** What to work on **
Look below for the line containing "for (index, raw)"; from there through the line containing "Some(comment) = line.strip_prefix('#').or_else(||", both lines included, please set down each line exactly and nothing else.

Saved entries
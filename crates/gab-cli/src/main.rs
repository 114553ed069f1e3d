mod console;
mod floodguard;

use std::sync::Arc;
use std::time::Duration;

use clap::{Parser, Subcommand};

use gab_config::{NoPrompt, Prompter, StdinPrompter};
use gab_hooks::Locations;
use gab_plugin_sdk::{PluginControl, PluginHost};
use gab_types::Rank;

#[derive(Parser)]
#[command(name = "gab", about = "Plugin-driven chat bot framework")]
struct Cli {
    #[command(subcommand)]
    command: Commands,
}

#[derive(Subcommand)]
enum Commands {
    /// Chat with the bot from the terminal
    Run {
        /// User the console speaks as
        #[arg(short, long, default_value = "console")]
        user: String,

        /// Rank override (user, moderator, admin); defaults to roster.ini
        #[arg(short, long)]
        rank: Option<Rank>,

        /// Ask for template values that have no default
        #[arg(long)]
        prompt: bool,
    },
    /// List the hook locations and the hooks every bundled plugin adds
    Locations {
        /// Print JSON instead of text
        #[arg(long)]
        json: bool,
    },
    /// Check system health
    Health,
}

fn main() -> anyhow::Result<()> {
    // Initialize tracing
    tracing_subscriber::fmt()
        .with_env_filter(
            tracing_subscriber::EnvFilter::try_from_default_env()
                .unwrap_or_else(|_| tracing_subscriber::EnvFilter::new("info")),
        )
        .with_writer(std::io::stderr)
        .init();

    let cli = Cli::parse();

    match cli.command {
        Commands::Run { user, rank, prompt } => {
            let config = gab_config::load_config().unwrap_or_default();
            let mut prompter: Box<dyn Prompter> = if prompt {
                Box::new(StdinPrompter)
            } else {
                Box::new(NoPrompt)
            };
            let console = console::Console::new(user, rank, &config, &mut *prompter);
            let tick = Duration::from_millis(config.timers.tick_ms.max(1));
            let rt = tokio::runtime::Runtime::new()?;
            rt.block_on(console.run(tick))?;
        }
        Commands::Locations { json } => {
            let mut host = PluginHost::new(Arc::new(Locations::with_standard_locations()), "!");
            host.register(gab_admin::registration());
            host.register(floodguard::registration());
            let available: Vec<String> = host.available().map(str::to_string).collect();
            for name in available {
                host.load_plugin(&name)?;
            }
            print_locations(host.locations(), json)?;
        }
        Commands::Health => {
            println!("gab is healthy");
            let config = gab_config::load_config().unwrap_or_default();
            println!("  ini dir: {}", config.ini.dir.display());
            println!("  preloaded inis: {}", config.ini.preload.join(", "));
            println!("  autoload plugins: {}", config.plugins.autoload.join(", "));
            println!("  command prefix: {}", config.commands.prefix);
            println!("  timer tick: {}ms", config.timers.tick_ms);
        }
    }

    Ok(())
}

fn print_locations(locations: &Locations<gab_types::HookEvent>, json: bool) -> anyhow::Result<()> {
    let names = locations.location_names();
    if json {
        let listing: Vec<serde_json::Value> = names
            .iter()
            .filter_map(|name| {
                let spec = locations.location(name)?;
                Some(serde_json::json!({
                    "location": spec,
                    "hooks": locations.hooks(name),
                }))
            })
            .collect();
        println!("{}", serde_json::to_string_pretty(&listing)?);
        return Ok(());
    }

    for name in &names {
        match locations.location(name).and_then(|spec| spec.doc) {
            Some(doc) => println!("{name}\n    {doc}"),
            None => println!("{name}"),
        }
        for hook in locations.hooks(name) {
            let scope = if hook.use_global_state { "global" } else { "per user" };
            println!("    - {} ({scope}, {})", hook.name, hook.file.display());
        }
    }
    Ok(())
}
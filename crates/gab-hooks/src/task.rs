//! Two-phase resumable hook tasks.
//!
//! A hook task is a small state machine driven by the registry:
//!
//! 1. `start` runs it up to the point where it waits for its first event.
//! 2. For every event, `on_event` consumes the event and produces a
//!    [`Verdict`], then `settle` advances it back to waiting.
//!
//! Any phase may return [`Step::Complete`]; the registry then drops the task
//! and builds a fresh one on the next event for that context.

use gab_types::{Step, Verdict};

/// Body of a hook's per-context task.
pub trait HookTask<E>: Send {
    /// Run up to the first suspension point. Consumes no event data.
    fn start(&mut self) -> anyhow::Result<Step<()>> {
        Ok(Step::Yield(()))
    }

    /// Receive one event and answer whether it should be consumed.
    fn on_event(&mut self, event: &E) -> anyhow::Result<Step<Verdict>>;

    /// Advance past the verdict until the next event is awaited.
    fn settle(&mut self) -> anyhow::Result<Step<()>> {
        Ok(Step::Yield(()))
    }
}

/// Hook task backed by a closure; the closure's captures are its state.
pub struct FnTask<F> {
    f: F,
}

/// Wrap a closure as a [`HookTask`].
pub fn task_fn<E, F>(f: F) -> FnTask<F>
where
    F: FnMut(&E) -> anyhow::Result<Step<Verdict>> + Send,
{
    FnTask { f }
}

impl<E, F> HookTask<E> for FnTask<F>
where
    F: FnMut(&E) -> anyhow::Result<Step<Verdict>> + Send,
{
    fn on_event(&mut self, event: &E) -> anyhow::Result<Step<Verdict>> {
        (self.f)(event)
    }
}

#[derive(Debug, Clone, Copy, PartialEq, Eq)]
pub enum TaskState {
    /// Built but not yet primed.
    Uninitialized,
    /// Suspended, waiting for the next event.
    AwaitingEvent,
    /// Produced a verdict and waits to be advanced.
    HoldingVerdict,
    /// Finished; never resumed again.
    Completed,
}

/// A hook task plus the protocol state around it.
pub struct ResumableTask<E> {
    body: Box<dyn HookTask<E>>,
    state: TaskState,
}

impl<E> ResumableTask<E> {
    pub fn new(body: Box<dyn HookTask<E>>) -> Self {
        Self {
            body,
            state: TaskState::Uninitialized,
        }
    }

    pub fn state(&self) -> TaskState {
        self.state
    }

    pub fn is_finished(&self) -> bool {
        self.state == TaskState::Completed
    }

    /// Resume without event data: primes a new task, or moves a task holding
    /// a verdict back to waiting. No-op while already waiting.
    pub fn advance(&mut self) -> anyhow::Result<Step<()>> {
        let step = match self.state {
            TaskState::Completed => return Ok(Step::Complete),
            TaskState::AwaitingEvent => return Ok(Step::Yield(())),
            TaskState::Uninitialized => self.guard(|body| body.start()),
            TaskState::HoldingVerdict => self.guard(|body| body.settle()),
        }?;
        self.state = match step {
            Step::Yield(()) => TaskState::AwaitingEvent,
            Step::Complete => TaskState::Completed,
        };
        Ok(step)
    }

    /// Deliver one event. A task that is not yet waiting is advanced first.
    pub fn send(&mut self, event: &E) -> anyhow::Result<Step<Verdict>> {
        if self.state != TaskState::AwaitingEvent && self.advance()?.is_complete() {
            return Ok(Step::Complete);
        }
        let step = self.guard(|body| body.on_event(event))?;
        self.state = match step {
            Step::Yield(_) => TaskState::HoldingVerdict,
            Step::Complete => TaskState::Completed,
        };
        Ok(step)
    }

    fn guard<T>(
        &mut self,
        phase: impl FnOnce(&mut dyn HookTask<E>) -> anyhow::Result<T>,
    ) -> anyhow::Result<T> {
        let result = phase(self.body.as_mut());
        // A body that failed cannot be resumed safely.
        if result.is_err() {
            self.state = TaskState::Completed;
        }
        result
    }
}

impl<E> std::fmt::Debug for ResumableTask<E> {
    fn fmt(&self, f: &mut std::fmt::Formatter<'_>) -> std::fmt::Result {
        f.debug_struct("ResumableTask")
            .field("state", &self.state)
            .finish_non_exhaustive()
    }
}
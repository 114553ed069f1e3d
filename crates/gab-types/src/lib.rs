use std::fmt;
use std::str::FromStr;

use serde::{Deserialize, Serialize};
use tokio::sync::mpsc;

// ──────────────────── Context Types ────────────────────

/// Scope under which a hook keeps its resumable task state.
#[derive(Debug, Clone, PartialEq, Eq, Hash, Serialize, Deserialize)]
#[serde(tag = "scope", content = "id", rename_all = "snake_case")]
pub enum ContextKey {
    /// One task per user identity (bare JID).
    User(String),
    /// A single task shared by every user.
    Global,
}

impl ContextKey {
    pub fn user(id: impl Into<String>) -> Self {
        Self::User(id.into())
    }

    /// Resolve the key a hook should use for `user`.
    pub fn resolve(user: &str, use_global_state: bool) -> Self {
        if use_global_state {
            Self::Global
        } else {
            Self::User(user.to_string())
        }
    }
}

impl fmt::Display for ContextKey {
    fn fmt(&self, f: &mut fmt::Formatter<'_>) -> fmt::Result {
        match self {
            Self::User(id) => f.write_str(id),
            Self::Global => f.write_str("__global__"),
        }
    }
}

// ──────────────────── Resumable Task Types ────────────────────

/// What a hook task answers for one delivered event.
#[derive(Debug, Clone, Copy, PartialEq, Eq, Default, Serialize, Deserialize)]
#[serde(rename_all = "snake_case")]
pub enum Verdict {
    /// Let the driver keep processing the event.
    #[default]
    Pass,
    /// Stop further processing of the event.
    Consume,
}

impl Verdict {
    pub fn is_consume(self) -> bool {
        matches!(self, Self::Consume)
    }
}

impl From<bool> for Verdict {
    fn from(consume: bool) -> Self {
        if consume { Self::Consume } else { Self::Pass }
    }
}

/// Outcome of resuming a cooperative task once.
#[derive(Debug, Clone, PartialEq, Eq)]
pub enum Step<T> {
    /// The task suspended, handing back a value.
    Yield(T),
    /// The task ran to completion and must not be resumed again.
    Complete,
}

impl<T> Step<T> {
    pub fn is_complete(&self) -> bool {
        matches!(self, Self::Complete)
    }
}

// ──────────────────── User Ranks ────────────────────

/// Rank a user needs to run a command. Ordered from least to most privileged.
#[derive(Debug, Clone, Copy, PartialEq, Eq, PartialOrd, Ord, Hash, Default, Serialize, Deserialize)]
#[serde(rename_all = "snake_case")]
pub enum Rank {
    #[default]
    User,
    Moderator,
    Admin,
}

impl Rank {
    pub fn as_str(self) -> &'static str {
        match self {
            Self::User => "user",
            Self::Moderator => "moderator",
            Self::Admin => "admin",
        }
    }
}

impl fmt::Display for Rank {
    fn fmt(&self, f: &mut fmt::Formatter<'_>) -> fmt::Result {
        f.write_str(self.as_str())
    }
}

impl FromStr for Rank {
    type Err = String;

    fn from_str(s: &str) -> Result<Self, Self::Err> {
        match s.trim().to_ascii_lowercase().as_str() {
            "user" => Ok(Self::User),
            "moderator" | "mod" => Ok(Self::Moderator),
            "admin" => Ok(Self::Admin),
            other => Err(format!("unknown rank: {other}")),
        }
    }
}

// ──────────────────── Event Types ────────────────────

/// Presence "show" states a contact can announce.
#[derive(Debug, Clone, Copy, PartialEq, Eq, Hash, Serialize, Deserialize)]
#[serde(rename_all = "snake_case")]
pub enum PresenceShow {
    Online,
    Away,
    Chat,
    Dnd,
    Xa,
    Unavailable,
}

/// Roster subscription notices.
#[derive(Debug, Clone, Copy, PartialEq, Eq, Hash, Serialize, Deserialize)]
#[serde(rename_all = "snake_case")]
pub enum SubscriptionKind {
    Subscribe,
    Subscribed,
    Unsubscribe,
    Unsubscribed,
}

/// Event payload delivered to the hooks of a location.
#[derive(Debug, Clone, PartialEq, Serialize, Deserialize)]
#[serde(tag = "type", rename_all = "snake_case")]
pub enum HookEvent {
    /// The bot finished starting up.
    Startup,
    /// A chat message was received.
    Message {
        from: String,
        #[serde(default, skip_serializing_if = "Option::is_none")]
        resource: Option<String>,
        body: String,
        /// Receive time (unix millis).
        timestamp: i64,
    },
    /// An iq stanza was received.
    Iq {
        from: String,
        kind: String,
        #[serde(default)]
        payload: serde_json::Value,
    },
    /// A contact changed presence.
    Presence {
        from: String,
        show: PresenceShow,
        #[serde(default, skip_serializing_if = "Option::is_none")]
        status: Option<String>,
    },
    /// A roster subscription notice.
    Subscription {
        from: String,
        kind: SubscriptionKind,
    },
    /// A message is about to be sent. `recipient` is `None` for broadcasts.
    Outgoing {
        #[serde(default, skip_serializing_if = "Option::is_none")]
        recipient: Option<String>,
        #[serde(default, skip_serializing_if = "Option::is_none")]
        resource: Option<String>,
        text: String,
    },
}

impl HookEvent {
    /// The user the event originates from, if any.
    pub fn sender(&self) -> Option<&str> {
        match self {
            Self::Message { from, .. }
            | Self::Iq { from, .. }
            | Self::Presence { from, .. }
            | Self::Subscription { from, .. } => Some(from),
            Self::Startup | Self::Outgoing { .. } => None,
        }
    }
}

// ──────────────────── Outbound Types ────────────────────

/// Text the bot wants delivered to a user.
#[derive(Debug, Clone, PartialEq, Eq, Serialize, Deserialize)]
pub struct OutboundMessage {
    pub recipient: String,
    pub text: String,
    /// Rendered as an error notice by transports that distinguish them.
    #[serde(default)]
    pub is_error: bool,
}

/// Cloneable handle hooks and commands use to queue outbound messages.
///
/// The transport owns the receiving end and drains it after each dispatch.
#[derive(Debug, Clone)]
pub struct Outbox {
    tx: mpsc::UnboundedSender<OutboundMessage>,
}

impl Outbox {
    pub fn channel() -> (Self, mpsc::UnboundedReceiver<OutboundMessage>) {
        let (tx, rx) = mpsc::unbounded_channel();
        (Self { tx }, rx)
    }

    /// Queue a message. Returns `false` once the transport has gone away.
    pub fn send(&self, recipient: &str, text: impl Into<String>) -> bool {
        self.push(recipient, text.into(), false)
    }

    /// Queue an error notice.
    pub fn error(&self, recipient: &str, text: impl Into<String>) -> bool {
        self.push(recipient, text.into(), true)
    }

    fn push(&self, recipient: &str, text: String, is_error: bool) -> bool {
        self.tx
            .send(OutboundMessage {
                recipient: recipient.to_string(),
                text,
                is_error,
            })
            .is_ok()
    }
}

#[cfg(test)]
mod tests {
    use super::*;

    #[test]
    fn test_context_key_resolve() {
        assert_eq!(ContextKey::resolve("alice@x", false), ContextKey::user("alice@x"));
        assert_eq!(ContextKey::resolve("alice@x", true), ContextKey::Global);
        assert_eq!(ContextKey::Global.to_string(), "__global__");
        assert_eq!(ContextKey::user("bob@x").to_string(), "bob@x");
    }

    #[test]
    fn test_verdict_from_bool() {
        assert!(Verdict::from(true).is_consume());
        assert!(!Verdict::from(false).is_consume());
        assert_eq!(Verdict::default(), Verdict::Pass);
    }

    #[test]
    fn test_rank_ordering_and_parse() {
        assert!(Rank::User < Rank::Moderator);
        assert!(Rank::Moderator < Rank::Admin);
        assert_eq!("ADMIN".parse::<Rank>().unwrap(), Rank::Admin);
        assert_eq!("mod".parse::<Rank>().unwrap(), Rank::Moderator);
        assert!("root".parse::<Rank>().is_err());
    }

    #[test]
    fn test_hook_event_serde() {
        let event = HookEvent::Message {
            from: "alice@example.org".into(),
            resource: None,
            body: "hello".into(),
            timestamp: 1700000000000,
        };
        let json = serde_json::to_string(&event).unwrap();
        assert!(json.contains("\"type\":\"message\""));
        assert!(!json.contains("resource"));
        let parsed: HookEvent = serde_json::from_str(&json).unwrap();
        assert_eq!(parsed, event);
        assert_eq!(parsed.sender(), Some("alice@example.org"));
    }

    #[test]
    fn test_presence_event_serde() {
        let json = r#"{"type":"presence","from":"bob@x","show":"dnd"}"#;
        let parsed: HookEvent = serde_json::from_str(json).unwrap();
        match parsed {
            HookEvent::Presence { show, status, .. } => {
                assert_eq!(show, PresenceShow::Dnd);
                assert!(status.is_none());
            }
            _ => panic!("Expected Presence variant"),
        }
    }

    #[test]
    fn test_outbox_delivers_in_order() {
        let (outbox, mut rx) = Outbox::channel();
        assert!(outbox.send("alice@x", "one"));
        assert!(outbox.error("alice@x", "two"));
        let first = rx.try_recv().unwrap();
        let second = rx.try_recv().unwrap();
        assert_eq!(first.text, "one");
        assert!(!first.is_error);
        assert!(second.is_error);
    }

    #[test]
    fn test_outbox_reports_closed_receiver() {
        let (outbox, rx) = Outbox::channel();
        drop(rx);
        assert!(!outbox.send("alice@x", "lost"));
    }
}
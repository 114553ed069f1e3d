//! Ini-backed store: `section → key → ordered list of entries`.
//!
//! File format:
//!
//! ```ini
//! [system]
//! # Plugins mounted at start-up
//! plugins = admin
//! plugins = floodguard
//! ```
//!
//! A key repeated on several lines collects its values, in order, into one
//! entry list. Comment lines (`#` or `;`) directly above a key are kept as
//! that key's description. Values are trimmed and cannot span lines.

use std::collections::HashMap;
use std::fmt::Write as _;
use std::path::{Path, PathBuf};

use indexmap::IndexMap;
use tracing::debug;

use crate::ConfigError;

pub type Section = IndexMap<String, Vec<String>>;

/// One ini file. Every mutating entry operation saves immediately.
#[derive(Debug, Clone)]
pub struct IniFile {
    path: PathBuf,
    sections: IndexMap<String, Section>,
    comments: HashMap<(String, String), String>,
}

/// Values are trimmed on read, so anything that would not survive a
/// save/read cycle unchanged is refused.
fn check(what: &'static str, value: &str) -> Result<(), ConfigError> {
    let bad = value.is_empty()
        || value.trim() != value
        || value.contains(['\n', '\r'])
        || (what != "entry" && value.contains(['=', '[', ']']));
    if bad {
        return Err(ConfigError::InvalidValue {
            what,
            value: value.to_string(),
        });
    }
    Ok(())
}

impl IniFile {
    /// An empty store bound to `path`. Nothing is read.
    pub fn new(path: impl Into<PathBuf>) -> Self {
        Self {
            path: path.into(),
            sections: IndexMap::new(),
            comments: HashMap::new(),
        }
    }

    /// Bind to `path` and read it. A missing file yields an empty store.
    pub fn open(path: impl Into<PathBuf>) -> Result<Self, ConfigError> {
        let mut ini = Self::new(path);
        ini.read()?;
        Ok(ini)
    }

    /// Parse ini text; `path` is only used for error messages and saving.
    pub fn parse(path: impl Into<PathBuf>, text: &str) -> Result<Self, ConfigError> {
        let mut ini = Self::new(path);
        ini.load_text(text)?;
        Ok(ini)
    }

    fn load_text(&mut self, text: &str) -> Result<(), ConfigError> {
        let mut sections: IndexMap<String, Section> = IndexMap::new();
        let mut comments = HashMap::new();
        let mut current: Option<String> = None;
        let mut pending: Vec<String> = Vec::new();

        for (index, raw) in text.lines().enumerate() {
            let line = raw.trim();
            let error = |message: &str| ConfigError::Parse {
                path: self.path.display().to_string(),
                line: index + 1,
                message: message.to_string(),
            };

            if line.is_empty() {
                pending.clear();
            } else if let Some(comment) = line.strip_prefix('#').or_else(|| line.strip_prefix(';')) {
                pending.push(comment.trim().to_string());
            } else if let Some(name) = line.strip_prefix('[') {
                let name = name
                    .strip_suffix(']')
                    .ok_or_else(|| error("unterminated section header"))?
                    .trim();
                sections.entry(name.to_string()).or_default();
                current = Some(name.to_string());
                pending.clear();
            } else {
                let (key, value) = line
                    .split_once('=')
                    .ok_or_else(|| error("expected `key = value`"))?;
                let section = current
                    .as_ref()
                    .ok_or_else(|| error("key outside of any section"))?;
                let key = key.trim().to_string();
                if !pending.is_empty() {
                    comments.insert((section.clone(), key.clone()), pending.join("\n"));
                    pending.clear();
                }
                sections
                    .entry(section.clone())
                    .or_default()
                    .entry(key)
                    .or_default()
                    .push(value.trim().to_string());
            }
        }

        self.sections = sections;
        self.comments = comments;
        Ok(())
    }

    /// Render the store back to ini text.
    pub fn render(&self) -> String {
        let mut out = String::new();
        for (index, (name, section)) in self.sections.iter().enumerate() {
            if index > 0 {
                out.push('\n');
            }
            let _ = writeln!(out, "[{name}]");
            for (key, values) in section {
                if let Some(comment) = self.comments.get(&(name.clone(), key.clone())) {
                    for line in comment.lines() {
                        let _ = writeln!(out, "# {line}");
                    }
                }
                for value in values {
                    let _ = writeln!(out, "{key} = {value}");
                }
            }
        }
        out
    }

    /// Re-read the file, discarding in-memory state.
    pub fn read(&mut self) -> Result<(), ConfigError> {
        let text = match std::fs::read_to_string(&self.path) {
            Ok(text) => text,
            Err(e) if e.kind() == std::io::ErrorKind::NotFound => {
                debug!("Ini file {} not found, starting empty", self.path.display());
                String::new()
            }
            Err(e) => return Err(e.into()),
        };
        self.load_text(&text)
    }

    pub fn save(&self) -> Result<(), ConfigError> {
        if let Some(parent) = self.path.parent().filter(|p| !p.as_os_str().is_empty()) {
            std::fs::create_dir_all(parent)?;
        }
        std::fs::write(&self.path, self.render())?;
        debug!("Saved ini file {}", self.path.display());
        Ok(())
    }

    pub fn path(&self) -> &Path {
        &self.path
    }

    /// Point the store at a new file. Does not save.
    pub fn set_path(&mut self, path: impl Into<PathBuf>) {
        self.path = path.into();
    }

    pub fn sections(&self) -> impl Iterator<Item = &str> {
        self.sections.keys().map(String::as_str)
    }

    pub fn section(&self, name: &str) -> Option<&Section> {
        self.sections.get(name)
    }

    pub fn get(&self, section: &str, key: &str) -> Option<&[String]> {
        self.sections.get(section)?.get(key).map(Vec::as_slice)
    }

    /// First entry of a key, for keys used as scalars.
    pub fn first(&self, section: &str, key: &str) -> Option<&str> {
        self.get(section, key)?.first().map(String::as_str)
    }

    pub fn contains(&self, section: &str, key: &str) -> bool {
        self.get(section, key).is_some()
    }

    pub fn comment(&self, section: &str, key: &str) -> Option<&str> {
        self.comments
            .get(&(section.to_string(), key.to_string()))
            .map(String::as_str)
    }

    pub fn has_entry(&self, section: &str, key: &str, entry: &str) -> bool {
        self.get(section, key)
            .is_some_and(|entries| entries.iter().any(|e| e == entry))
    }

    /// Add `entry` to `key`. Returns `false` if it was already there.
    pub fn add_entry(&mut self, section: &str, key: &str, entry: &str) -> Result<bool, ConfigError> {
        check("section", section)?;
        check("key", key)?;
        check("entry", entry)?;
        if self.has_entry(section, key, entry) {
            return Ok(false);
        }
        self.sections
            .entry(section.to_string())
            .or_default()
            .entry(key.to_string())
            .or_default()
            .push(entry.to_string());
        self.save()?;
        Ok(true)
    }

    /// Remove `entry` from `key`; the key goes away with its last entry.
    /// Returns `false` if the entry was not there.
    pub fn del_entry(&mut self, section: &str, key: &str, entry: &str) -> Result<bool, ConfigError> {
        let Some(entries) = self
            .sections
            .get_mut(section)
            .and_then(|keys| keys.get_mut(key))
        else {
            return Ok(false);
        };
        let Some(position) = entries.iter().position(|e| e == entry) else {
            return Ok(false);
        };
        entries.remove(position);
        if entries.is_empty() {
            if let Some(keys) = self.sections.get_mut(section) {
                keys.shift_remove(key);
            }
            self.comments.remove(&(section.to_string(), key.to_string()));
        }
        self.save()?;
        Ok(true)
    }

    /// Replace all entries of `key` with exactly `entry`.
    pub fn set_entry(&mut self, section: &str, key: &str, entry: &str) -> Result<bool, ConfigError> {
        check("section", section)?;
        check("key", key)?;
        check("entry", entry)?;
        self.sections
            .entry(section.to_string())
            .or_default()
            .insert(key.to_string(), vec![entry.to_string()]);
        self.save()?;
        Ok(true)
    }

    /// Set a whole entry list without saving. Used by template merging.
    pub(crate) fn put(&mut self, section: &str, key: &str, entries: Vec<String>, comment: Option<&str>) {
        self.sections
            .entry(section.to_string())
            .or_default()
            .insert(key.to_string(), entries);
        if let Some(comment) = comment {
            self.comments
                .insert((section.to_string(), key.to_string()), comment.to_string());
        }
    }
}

** Response to this exercise **
        for (index, raw) in text.lines().enumerate() {
            let line = raw.trim();
            let error = |message: &str| ConfigError::Parse {
                path: self.path.display().to_string(),
                line: index + 1,
                message: message.to_string(),
            };

            if line.is_empty() {
                pending.clear();
            } else if let Some(comment) = line.strip_prefix('#').or_else(|| line.strip_prefix(';')) {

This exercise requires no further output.